Read and listen to Someone
Some one came knocking
At my wee, small door;
Someone came knocking;
I listened, I opened,
I looked to left and right,
But nought there was a stirring
In the still dark night;
Only the busy beetle
Tap-tapping in the wall,
Only from the forest
The screech-owl’s call,
Only the cricket whistling
While the dewdrops fall,
So I know not who came knocking,
At all, at all, at all.
Read and listen to The Listeners
‘Is there anybody there?’ said the Traveller,
Knocking on the moonlit door;
And his horse in the silence champed the grasses
Of the forest’s ferny floor:
And a bird flew up out of the turret,
Above the Traveller’s head:
And he smote upon the door again a second time;
‘Is there anybody there?’ he said.
But no one descended to the Traveller;
No head from the leaf-fringed sill
Leaned over and looked into his grey eyes,
Where he stood perplexed and still.
But only a host of phantom listeners
That dwelt in the lone house then
Stood listening in the quiet of the moonlight
To that voice from the world of men:
Stood thronging the faint moonbeams on the dark stair,
That goes down to the empty hall,
Hearkening in an air stirred and shaken
By the lonely Traveller’s call.
And he felt in his heart their strangeness,
Their stillness answering his cry,
While his horse moved, cropping the dark turf,
‘Neath the starred and leafy sky;
For he suddenly smote on the door, even
Louder, and lifted his head: –
‘Tell them I came, and no one answered,
That I kept my word,’ he said.
Never the least stir made the listeners,
Though every word he spake
Fell echoing through the shadowiness of the still house
From the one man left awake:
Ay, they heard his foot upon the stirrup,
And the sound of iron on stone,
And how the silence surged softly backward,
When the plunging hoofs were gone.
Walter de la Mare - 1873 - 1956
Was an English poet, short story writer, and novelist.

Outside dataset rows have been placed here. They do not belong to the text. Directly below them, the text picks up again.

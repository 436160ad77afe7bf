//! MQTT 3.1.1 wire protocol model.
//!
//! `Packet` borrows topic names and payloads from the buffer it was decoded
//! from; encode goes through [`WriteTo`] into any [`bytes::BufMut`].

#[macro_use]
extern crate bitflags;

mod decode;
mod encode;
mod error;
mod packet;

pub use crate::decode::{decode_packet, decode_variable_length};
pub use crate::encode::WriteTo;
pub use crate::error::DecodeError;
pub use crate::packet::{
    Connect, ConnectAck, ConnectAckFlags, ConnectFlags, ConnectReturnCode, FixedHeader, LastWill,
    Packet, PacketId, PacketType, Publish, PublishAck, PublishComplete, PublishFlags,
    PublishReceived, PublishRelease, QoS, Subscribe, SubscribeAck, SubscribeReturnCode,
    Unsubscribe, UnsubscribeAck, MAX_REMAINING_LENGTH, PROTOCOL_LEVEL, PROTOCOL_NAME,
};
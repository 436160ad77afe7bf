use derive_more::Display;
use num_enum::TryFromPrimitive;

/// Control packet type, carried in the high nibble of the first byte of
/// the fixed header.
#[repr(u8)]
#[derive(Clone, Copy, Debug, Eq, PartialEq, TryFromPrimitive)]
pub enum PacketType {
    Connect = 1,
    ConnAck = 2,
    Publish = 3,
    PubAck = 4,
    PubRec = 5,
    PubRel = 6,
    PubComp = 7,
    Subscribe = 8,
    SubAck = 9,
    Unsubscribe = 10,
    UnsubAck = 11,
    PingReq = 12,
    PingResp = 13,
    Disconnect = 14,
}

/// The two-to-five bytes that start every control packet.
#[derive(Clone, Debug, PartialEq)]
pub struct FixedHeader {
    pub packet_type: PacketType,
    /// Flag nibble; only PUBLISH carries meaningful bits here.
    pub packet_flags: u8,
    /// Byte count of the variable header and payload that follow.
    pub remaining_length: usize,
}

/// Protocol name prefix of every CONNECT packet, length field included.
pub const PROTOCOL_NAME: &[u8] = b"\x00\x04MQTT";

/// Protocol level byte identifying version 3.1.1.
pub const PROTOCOL_LEVEL: u8 = 4;

/// Upper bound of the remaining-length varint (four encoded bytes).
pub const MAX_REMAINING_LENGTH: usize = 268_435_455;

/// Delivery guarantee for an application message.
#[repr(u8)]
#[derive(Clone, Copy, Debug, PartialEq, Eq, PartialOrd, Ord, TryFromPrimitive)]
pub enum QoS {
    /// Fire and forget: no acknowledgement, no retransmission.
    AtMostOnce = 0,
    /// Acknowledged with a PUBACK; the receiver may see duplicates.
    AtLeastOnce = 1,
    /// Full PUBREC/PUBREL/PUBCOMP exchange; neither loss nor duplication.
    ExactlyOnce = 2,
}

/// Packet identifier pairing an acknowledgement with the request it
/// answers.
pub type PacketId = u16;

/// A decoded MQTT 3.1.1 control packet.
///
/// Topic names and payloads borrow from the buffer the packet was decoded
/// from.
#[derive(Clone, Debug, PartialEq)]
pub enum Packet<'a> {
    Connect(Connect<'a>),
    ConnectAck(ConnectAck),
    Publish(Publish<'a>),
    PublishAck(PublishAck),
    PublishReceived(PublishReceived),
    PublishRelease(PublishRelease),
    PublishComplete(PublishComplete),
    Subscribe(Subscribe<'a>),
    SubscribeAck(SubscribeAck),
    Unsubscribe(Unsubscribe<'a>),
    UnsubscribeAck(UnsubscribeAck),
    Ping,
    Pong,
    Disconnect,
}

impl Packet<'_> {
    /// The packet identifier in the variable header, for the packet types
    /// that have one.
    pub fn packet_id(&self) -> Option<PacketId> {
        match self {
            Packet::Publish(publish) => publish.packet_id,
            Packet::PublishAck(p) => Some(p.packet_id),
            Packet::PublishReceived(p) => Some(p.packet_id),
            Packet::PublishRelease(p) => Some(p.packet_id),
            Packet::PublishComplete(p) => Some(p.packet_id),
            Packet::Subscribe(p) => Some(p.packet_id),
            Packet::SubscribeAck(p) => Some(p.packet_id),
            Packet::Unsubscribe(p) => Some(p.packet_id),
            Packet::UnsubscribeAck(p) => Some(p.packet_id),
            _ => None,
        }
    }
}

/// Session request sent by the client as the first packet of a
/// connection.
#[derive(Clone, Debug, PartialEq)]
pub struct Connect<'a> {
    /// Discard any session state the server holds for this client id.
    pub clean_session: bool,
    /// Maximum send-idle interval in seconds; 0 turns keepalive off.
    pub keep_alive: u16,
    pub client_id: &'a str,
    /// Message for the server to publish should the connection drop
    /// without a DISCONNECT.
    pub last_will: Option<LastWill<'a>>,
    pub username: Option<&'a str>,
    pub password: Option<&'a [u8]>,
}

bitflags! {
    /// Connect flag byte of the CONNECT variable header.
    #[derive(Default)]
    pub struct ConnectFlags: u8 {
        const USERNAME      = 0x80;
        const PASSWORD      = 0x40;
        const WILL_RETAIN   = 0x20;
        const WILL_QOS      = 0x18;
        const LAST_WILL     = 0x04;
        const CLEAN_SESSION = 0x02;
    }
}

pub(crate) const WILL_QOS_SHIFT: usize = 3;

impl From<QoS> for ConnectFlags {
    fn from(qos: QoS) -> Self {
        Self::from_bits_truncate((qos as u8) << WILL_QOS_SHIFT)
    }
}

/// Will message registered with the server at connect time.
#[derive(Clone, Debug, PartialEq)]
pub struct LastWill<'a> {
    pub qos: QoS,
    pub retain: bool,
    pub topic: &'a str,
    pub message: &'a [u8],
}

/// Server's answer to a CONNECT.
#[derive(Clone, Debug, PartialEq)]
pub struct ConnectAck {
    /// True when the server resumed stored session state for this client.
    pub session_present: bool,
    pub return_code: ConnectReturnCode,
}

bitflags! {
    /// Connect acknowledge flag byte of the CONNACK variable header.
    #[derive(Default)]
    pub struct ConnectAckFlags: u8 {
        const SESSION_PRESENT = 0x01;
    }
}

/// CONNACK status byte.
#[repr(u8)]
#[derive(Clone, Copy, Debug, Display, Eq, PartialEq, TryFromPrimitive)]
pub enum ConnectReturnCode {
    #[display(fmt = "connection accepted")]
    ConnectionAccepted = 0,
    /// The server does not speak the requested protocol revision.
    #[display(fmt = "connection refused: unacceptable protocol version")]
    UnacceptableProtocolVersion = 1,
    /// Well-formed client identifier that this server will not accept.
    #[display(fmt = "connection refused: identifier rejected")]
    IdentifierRejected = 2,
    /// The MQTT service is not taking connections right now.
    #[display(fmt = "connection refused: server unavailable")]
    ServiceUnavailable = 3,
    #[display(fmt = "connection refused: bad user name or password")]
    BadUserNameOrPassword = 4,
    #[display(fmt = "connection refused: not authorized")]
    NotAuthorized = 5,
}

/// Application message, in either direction.
#[derive(Clone, Debug, PartialEq)]
pub struct Publish<'a> {
    /// Set on retransmission of a packet the receiver may already have
    /// seen.
    pub dup: bool,
    pub qos: QoS,
    /// Ask the server to keep the message for delivery to future
    /// subscribers of the topic.
    pub retain: bool,
    pub topic: &'a str,
    /// Present exactly when `qos` is 1 or 2.
    pub packet_id: Option<PacketId>,
    pub payload: &'a [u8],
}

bitflags! {
    /// PUBLISH flag nibble of the fixed header.
    #[derive(Default)]
    pub struct PublishFlags: u8 {
        const DUP = 0x08;
        const QOS = 0x06;
        const RETAIN = 0x01;
    }
}

pub(crate) const PUBLISH_QOS_SHIFT: usize = 1;

impl From<QoS> for PublishFlags {
    fn from(qos: QoS) -> Self {
        Self::from_bits_truncate((qos as u8) << PUBLISH_QOS_SHIFT)
    }
}

impl Publish<'_> {
    pub fn flags(&self) -> PublishFlags {
        let mut flags = PublishFlags::from(self.qos);
        if self.dup {
            flags |= PublishFlags::DUP;
        }
        if self.retain {
            flags |= PublishFlags::RETAIN;
        }
        flags
    }
}

// Packets whose variable header is nothing but a packet identifier.
macro_rules! packet_id_header {
    ($($(#[$attr:meta])* $name:ident,)*) => {
        $(
            $(#[$attr])*
            #[derive(Clone, Copy, Debug, Eq, PartialEq)]
            pub struct $name {
                pub packet_id: PacketId,
            }
        )*
    };
}

packet_id_header! {
    /// QoS 1 publish acknowledgement.
    PublishAck,
    /// Receiver half of the QoS 2 exchange, step one.
    PublishReceived,
    /// Sender half of the QoS 2 exchange, step two.
    PublishRelease,
    /// Final packet of a QoS 2 exchange.
    PublishComplete,
    /// Unsubscribe acknowledgement.
    UnsubscribeAck,
}

/// Subscription request: one packet id covering a list of topic filters.
#[derive(Clone, Debug, PartialEq)]
pub struct Subscribe<'a> {
    pub packet_id: PacketId,
    /// Topic filters paired with the maximum QoS wanted for each.
    pub subscriptions: Vec<(&'a str, QoS)>,
}

/// Per-filter results answering a SUBSCRIBE, in request order.
#[derive(Clone, Debug, PartialEq)]
pub struct SubscribeAck {
    pub packet_id: PacketId,
    pub status: Vec<SubscribeReturnCode>,
}

/// Grant or refusal for one topic filter of a SUBSCRIBE.
#[derive(Clone, Copy, Debug, PartialEq)]
pub enum SubscribeReturnCode {
    /// Granted, possibly at a lower QoS than requested.
    Success(QoS),
    Failure,
}

impl SubscribeReturnCode {
    pub const FAILURE: u8 = 0x80;
}

impl From<SubscribeReturnCode> for u8 {
    fn from(code: SubscribeReturnCode) -> u8 {
        match code {
            SubscribeReturnCode::Success(qos) => qos as u8,
            SubscribeReturnCode::Failure => SubscribeReturnCode::FAILURE,
        }
    }
}

/// Request to drop a list of topic filters from the session.
#[derive(Clone, Debug, PartialEq)]
pub struct Unsubscribe<'a> {
    pub packet_id: PacketId,
    pub topic_filters: Vec<&'a str>,
}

He is probably best remembered for his works for children, for his poem “The Listeners”, and for a highly acclaimed selection of subtle psychological horror stories, amongst them “Seaton’s Aunt” and “All Hallows”.
In 1921, his novel Memoirs of a Midget won the James Tait Black Memorial Prize for fiction, and his post-war Collected Stories for Children won the 1947 Carnegie Medal for British children’s books.